> [Your goal]:
From the line that contains "use sea_orm::entity::prelude::*;" to the last line of the records below, retype each line exactly; leave out everything else.

───── Record extracts

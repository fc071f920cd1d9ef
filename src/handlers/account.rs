use crate::middlewares::auth_user;
use crate::models::*;
use crate::services::AccountService;
use actix_web::{HttpRequest, HttpResponse, ResponseError, Result, web};
use serde_json::json;

#[utoipa::path(
    post,
    path = "/account/signup",
    tag = "account",
    request_body = SignupRequest,
    responses(
        (status = 200, description = "Member registered", body = AuthResponse),
        (status = 400, description = "Invalid input"),
        (status = 409, description = "Email or username already taken")
    )
)]
pub async fn signup(
    account_service: web::Data<AccountService>,
    request: web::Json<SignupRequest>,
) -> Result<HttpResponse> {
    match account_service.signup(request.into_inner()).await {
        Ok(response) => Ok(HttpResponse::Ok().json(json!({
            "success": true,
            "data": response
        }))),
        Err(e) => Ok(e.error_response()),
    }
}

#[utoipa::path(
    post,
    path = "/account/admin/register",
    tag = "account",
    request_body = AdminRegisterRequest,
    responses(
        (status = 200, description = "Admin registered", body = AuthResponse),
        (status = 409, description = "Email already taken")
    )
)]
pub async fn register_admin(
    account_service: web::Data<AccountService>,
    request: web::Json<AdminRegisterRequest>,
) -> Result<HttpResponse> {
    match account_service.register_admin(request.into_inner()).await {
        Ok(response) => Ok(HttpResponse::Ok().json(json!({
            "success": true,
            "data": response
        }))),
        Err(e) => Ok(e.error_response()),
    }
}

#[utoipa::path(
    post,
    path = "/account/login",
    tag = "account",
    request_body = LoginRequest,
    responses(
        (status = 200, description = "Logged in", body = AuthResponse),
        (status = 401, description = "Invalid credentials")
    )
)]
pub async fn login(
    account_service: web::Data<AccountService>,
    request: web::Json<LoginRequest>,
) -> Result<HttpResponse> {
    match account_service.login(request.into_inner()).await {
        Ok(response) => Ok(HttpResponse::Ok().json(json!({
            "success": true,
            "data": response
        }))),
        Err(e) => Ok(e.error_response()),
    }
}

#[utoipa::path(
    post,
    path = "/account/forgot",
    tag = "account",
    request_body = ForgotPasswordRequest,
    responses(
        (status = 200, description = "Reset code sent"),
        (status = 404, description = "Email not found")
    )
)]
pub async fn forgot_password(
    account_service: web::Data<AccountService>,
    request: web::Json<ForgotPasswordRequest>,
) -> Result<HttpResponse> {
    match account_service.forgot_password(request.into_inner()).await {
        Ok(()) => Ok(HttpResponse::Ok().json(json!({
            "success": true,
            "message": "Reset code sent. Please check your email."
        }))),
        Err(e) => Ok(e.error_response()),
    }
}

#[utoipa::path(
    post,
    path = "/account/refresh",
    tag = "account",
    security(("bearer_auth" = [])),
    responses(
        (status = 200, description = "Tokens refreshed", body = AuthResponse),
        (status = 401, description = "Invalid refresh token")
    )
)]
pub async fn refresh(
    account_service: web::Data<AccountService>,
    req: HttpRequest,
) -> Result<HttpResponse> {
    let token = req
        .headers()
        .get("Authorization")
        .and_then(|value| value.to_str().ok())
        .and_then(|value| value.strip_prefix("Bearer "));

    let Some(token) = token else {
        return Ok(HttpResponse::Unauthorized().json(json!({
            "success": false,
            "error": {
                "code": "INVALID_TOKEN_FORMAT",
                "message": "Missing or malformed Authorization header"
            }
        })));
    };

    match account_service.refresh(token).await {
        Ok(response) => Ok(HttpResponse::Ok().json(json!({
            "success": true,
            "data": response
        }))),
        Err(e) => Ok(e.error_response()),
    }
}

#[utoipa::path(
    get,
    path = "/account/profile",
    tag = "account",
    security(("bearer_auth" = [])),
    responses(
        (status = 200, description = "Caller profile"),
        (status = 401, description = "Not authenticated")
    )
)]
pub async fn get_profile(
    account_service: web::Data<AccountService>,
    req: HttpRequest,
) -> Result<HttpResponse> {
    let user = match auth_user(&req) {
        Ok(user) => user,
        Err(e) => return Ok(e.error_response()),
    };

    match account_service.get_profile(user.id, user.role).await {
        Ok(profile) => Ok(HttpResponse::Ok().json(json!({
            "success": true,
            "data": { "user": profile }
        }))),
        Err(e) => Ok(e.error_response()),
    }
}

#[utoipa::path(
    put,
    path = "/account/profile",
    tag = "account",
    request_body = UpdateProfileRequest,
    security(("bearer_auth" = [])),
    responses(
        (status = 200, description = "Profile updated"),
        (status = 403, description = "Not a member")
    )
)]
pub async fn update_profile(
    account_service: web::Data<AccountService>,
    req: HttpRequest,
    request: web::Json<UpdateProfileRequest>,
) -> Result<HttpResponse> {
    let member_id = match auth_user(&req).and_then(|user| user.require_member()) {
        Ok(id) => id,
        Err(e) => return Ok(e.error_response()),
    };

    match account_service
        .update_profile(member_id, request.into_inner())
        .await
    {
        Ok(profile) => Ok(HttpResponse::Ok().json(json!({
            "success": true,
            "data": { "user": profile }
        }))),
        Err(e) => Ok(e.error_response()),
    }
}

pub fn account_config(cfg: &mut web::ServiceConfig) {
    cfg.service(
        web::scope("/account")
            .route("/signup", web::post().to(signup))
            .route("/admin/register", web::post().to(register_admin))
            .route("/login", web::post().to(login))
            .route("/forgot", web::post().to(forgot_password))
            .route("/refresh", web::post().to(refresh))
            .route("/profile", web::get().to(get_profile))
            .route("/profile", web::put().to(update_profile)),
    );
}
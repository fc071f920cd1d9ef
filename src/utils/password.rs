use crate::error::{AppError, AppResult};
use bcrypt::{DEFAULT_COST, hash, verify};

/// Password strength rule applied at signup and registration.
pub fn validate_password(password: &str) -> AppResult<()> {
    if password.len() < 8 || password.len() > 128 {
        return Err(AppError::ValidationError(
            "Password must be between 8 and 128 characters".to_string(),
        ));
    }

    let has_lowercase = password.chars().any(|c| c.is_lowercase());
    let has_uppercase = password.chars().any(|c| c.is_uppercase());
    let has_digit = password.chars().any(|c| c.is_ascii_digit());

    if !has_lowercase || !has_uppercase || !has_digit {
        return Err(AppError::ValidationError(
            "Password must contain uppercase and lowercase letters and a digit".to_string(),
        ));
    }

    Ok(())
}

pub fn hash_password(password: &str) -> AppResult<String> {
    hash(password, DEFAULT_COST)
        .map_err(|e| AppError::InternalError(format!("Failed to hash password: {e}")))
}

pub fn verify_password(password: &str, hash: &str) -> AppResult<bool> {
    verify(password, hash)
        .map_err(|e| AppError::InternalError(format!("Failed to verify password: {e}")))
}

#[cfg(test)]
mod tests {
    use super::*;

    #[test]
    fn test_validate_password() {
        assert!(validate_password("Password123").is_ok());
        assert!(validate_password("password123").is_err()); // no uppercase
        assert!(validate_password("PASSWORD123").is_err()); // no lowercase
        assert!(validate_password("Password").is_err()); // no digit
        assert!(validate_password("Pass123").is_err()); // too short
    }

    #[test]
    fn test_hash_and_verify_password() {
        let password = "Password123";
        let hashed = hash_password(password).unwrap();

        assert!(verify_password(password, &hashed).unwrap());
        assert!(!verify_password("WrongPassword", &hashed).unwrap());
    }
}
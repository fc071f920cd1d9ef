pub use sea_orm_migration::prelude::*;

mod m20250601_000001_create_accounts_and_catalog;
mod m20250608_000001_create_carts_and_orders;
mod m20250615_000001_create_reviews_bookmarks_announcements;

pub struct Migrator;

#[async_trait::async_trait]
impl MigratorTrait for Migrator {
    fn migrations() -> Vec<Box<dyn MigrationTrait>> {
        vec![
            Box::new(m20250601_000001_create_accounts_and_catalog::Migration),
            Box::new(m20250608_000001_create_carts_and_orders::Migration),
            Box::new(m20250615_000001_create_reviews_bookmarks_announcements::Migration),
        ]
    }
}
use chrono::{DateTime, NaiveDate, Utc};
use sea_orm::entity::prelude::*;

#[derive(Clone, Debug, PartialEq, DeriveEntityModel, Eq)]
#[sea_orm(table_name = "members")]
pub struct Model {
    #[sea_orm(primary_key)]
    pub id: i64,
    pub name: String,
    pub username: String,
    pub email: String,
    pub password_hash: String,
    pub phone: String,
    pub gender: String,
    pub date_of_birth: Option<NaiveDate>,
    pub membership_id: String,
    pub membership_status: String,
    pub date_of_registration: DateTime<Utc>,
    pub last_login: Option<DateTime<Utc>>,
    pub created_at: DateTime<Utc>,
    pub updated_at: DateTime<Utc>,
}

#[derive(Copy, Clone, Debug, EnumIter, DeriveRelation)]
pub enum Relation {
    #[sea_orm(has_many = "super::orders::Entity")]
    Orders,
    #[sea_orm(has_many = "super::reviews::Entity")]
    Reviews,
    #[sea_orm(has_many = "super::bookmarks::Entity")]
    Bookmarks,
}

impl Related<super::orders::Entity> for Entity {
    fn to() -> RelationDef {
        Relation::Orders.def()
    }
}

impl Related<super::reviews::Entity> for Entity {
    fn to() -> RelationDef {
        Relation::Reviews.def()
    }
}

impl Related<super::bookmarks::Entity> for Entity {
    fn to() -> RelationDef {
        Relation::Bookmarks.def()
    }
}

impl ActiveModelBehavior for ActiveModel {}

──────────

> [Exercise result]:
use sea_orm::entity::prelude::*;

#[derive(Clone, Debug, PartialEq, DeriveEntityModel, Eq)]
#[sea_orm(table_name = "members")]
pub struct Model {
    #[sea_orm(primary_key)]
    pub id: i64,
    pub name: String,
    pub username: String,
    pub email: String,
    pub password_hash: String,
    pub phone: String,
    pub gender: String,
    pub date_of_birth: Option<NaiveDate>,
    pub membership_id: String,
    pub membership_status: String,
    pub date_of_registration: DateTime<Utc>,
    pub last_login: Option<DateTime<Utc>>,
    pub created_at: DateTime<Utc>,
    pub updated_at: DateTime<Utc>,
}

#[derive(Copy, Clone, Debug, EnumIter, DeriveRelation)]
pub enum Relation {
    #[sea_orm(has_many = "super::orders::Entity")]
    Orders,
    #[sea_orm(has_many = "super::reviews::Entity")]
    Reviews,
    #[sea_orm(has_many = "super::bookmarks::Entity")]
    Bookmarks,
}

impl Related<super::orders::Entity> for Entity {
    fn to() -> RelationDef {
        Relation::Orders.def()
    }
}

impl Related<super::reviews::Entity> for Entity {
    fn to() -> RelationDef {
        Relation::Reviews.def()
    }
}

impl Related<super::bookmarks::Entity> for Entity {
    fn to() -> RelationDef {
        Relation::Bookmarks.def()
    }
}

impl ActiveModelBehavior for ActiveModel {}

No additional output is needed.